[Stored items]

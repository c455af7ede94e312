//! # Error Taxonomy
//!
//! Two error types live side by side, deliberately:
//!
//! - [`ErrorCode`] is the wire-stable taxonomy from the command/response
//!   protocol. It is what callers see in a [`crate::command::types::Response`]
//!   and it must never be renamed or reordered without a wire migration.
//! - [`MkvError`] is the internal error type used by plumbing that does not
//!   cross the wire (storage I/O, MQTT transport, config validation). It
//!   carries richer context than a `Response` needs and is converted to an
//!   `ErrorCode` only at the boundary where a `Response` is built.

use serde::{Deserialize, Serialize};
use thiserror::Error;

/// Result alias for internal (non-wire) fallible operations.
pub type Result<T> = std::result::Result<T, MkvError>;

/// Wire-stable error codes carried by [`crate::command::types::Response`].
///
/// Renaming or reordering these breaks every deployed client; treat this
/// enum as append-only.
#[derive(Debug, Clone, Copy, PartialEq, Eq, Serialize, Deserialize)]
#[serde(rename_all = "SCREAMING_SNAKE_CASE")]
pub enum ErrorCode {
    /// Malformed request, unknown op, bulk cardinality out of range, etc.
    InvalidRequest,
    /// Key/value/command exceeds a configured size limit.
    PayloadTooLarge,
    /// GET on an absent or tombstoned key.
    NotFound,
    /// Operation exceeded its timeout class or the broker ack window.
    Timeout,
    /// Not connected and the command could not be queued.
    Connection,
    /// Storage or I/O failure; the command did not produce durable state.
    InternalError,
}

impl ErrorCode {
    /// Default human-readable message for a code with no extra context.
    pub fn default_message(self) -> &'static str {
        match self {
            ErrorCode::InvalidRequest => "invalid request",
            ErrorCode::PayloadTooLarge => "payload too large",
            ErrorCode::NotFound => "not found",
            ErrorCode::Timeout => "operation timed out",
            ErrorCode::Connection => "not connected",
            ErrorCode::InternalError => "internal error",
        }
    }
}

/// Internal error type for storage, transport, and configuration failures.
///
/// Modeled after the teacher client's `Error` enum: a flat set of
/// `thiserror` variants with constructor helpers, rather than a deep
/// hierarchy of nested error types.
#[derive(Error, Debug)]
pub enum MkvError {
    #[error("invalid configuration: {message}")]
    InvalidConfig { message: String },

    #[error("storage error: {message}")]
    Storage { message: String },

    #[error("mqtt transport error: {message}")]
    Transport { message: String },

    #[error("serialization error: {message}")]
    Codec { message: String },

    #[error("operation timed out: {message}")]
    Timeout { message: String },

    #[error("not connected: {message}")]
    NotConnected { message: String },

    #[error("queue storage error: {message}")]
    QueueStorage { message: String },

    #[error("request rejected: {message}")]
    InvalidRequest { message: String },

    #[error("payload too large: {message}")]
    PayloadTooLarge { message: String },

    #[error("not found: {message}")]
    NotFound { message: String },
}

impl MkvError {
    pub fn invalid_config<S: Into<String>>(msg: S) -> Self {
        MkvError::InvalidConfig { message: msg.into() }
    }
    pub fn storage<S: Into<String>>(msg: S) -> Self {
        MkvError::Storage { message: msg.into() }
    }
    pub fn transport<S: Into<String>>(msg: S) -> Self {
        MkvError::Transport { message: msg.into() }
    }
    pub fn codec<S: Into<String>>(msg: S) -> Self {
        MkvError::Codec { message: msg.into() }
    }
    pub fn timeout<S: Into<String>>(msg: S) -> Self {
        MkvError::Timeout { message: msg.into() }
    }
    pub fn not_connected<S: Into<String>>(msg: S) -> Self {
        MkvError::NotConnected { message: msg.into() }
    }
    pub fn queue_storage<S: Into<String>>(msg: S) -> Self {
        MkvError::QueueStorage { message: msg.into() }
    }
    pub fn invalid_request<S: Into<String>>(msg: S) -> Self {
        MkvError::InvalidRequest { message: msg.into() }
    }
    pub fn payload_too_large<S: Into<String>>(msg: S) -> Self {
        MkvError::PayloadTooLarge { message: msg.into() }
    }
    pub fn not_found<S: Into<String>>(msg: S) -> Self {
        MkvError::NotFound { message: msg.into() }
    }

    /// Map to the wire-stable code surfaced in a `Response`.
    pub fn code(&self) -> ErrorCode {
        match self {
            MkvError::InvalidConfig { .. } => ErrorCode::InvalidRequest,
            MkvError::InvalidRequest { .. } => ErrorCode::InvalidRequest,
            MkvError::PayloadTooLarge { .. } => ErrorCode::PayloadTooLarge,
            MkvError::NotFound { .. } => ErrorCode::NotFound,
            MkvError::Timeout { .. } => ErrorCode::Timeout,
            MkvError::NotConnected { .. } => ErrorCode::Connection,
            MkvError::Storage { .. } | MkvError::QueueStorage { .. } | MkvError::Codec { .. } => {
                ErrorCode::InternalError
            }
            MkvError::Transport { .. } => ErrorCode::InternalError,
        }
    }
}

impl From<sled::Error> for MkvError {
    fn from(err: sled::Error) -> Self {
        MkvError::Storage { message: err.to_string() }
    }
}

impl From<serde_cbor::Error> for MkvError {
    fn from(err: serde_cbor::Error) -> Self {
        MkvError::Codec { message: err.to_string() }
    }
}

impl From<rusqlite::Error> for MkvError {
    fn from(err: rusqlite::Error) -> Self {
        MkvError::QueueStorage { message: err.to_string() }
    }
}

impl From<rumqttc::ClientError> for MkvError {
    fn from(err: rumqttc::ClientError) -> Self {
        MkvError::Transport { message: err.to_string() }
    }
}

#[cfg(test)]
mod tests {
    use super::*;

    #[test]
    fn error_code_maps_as_expected() {
        assert_eq!(MkvError::not_found("k").code(), ErrorCode::NotFound);
        assert_eq!(MkvError::payload_too_large("v").code(), ErrorCode::PayloadTooLarge);
        assert_eq!(MkvError::not_connected("x").code(), ErrorCode::Connection);
        assert_eq!(MkvError::storage("x").code(), ErrorCode::InternalError);
    }

    #[test]
    fn error_code_serializes_screaming_snake_case() {
        let json = serde_json::to_string(&ErrorCode::PayloadTooLarge).unwrap();
        assert_eq!(json, "\"PAYLOAD_TOO_LARGE\"");
    }
}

Exercise aim.
Show me all lines in the records that contain "NotFound".

Output of the exercise.
    NotFound,
            ErrorCode::NotFound => "not found",
    NotFound { message: String },
        MkvError::NotFound { message: msg.into() }
            MkvError::NotFound { .. } => ErrorCode::NotFound,
        assert_eq!(MkvError::not_found("k").code(), ErrorCode::NotFound);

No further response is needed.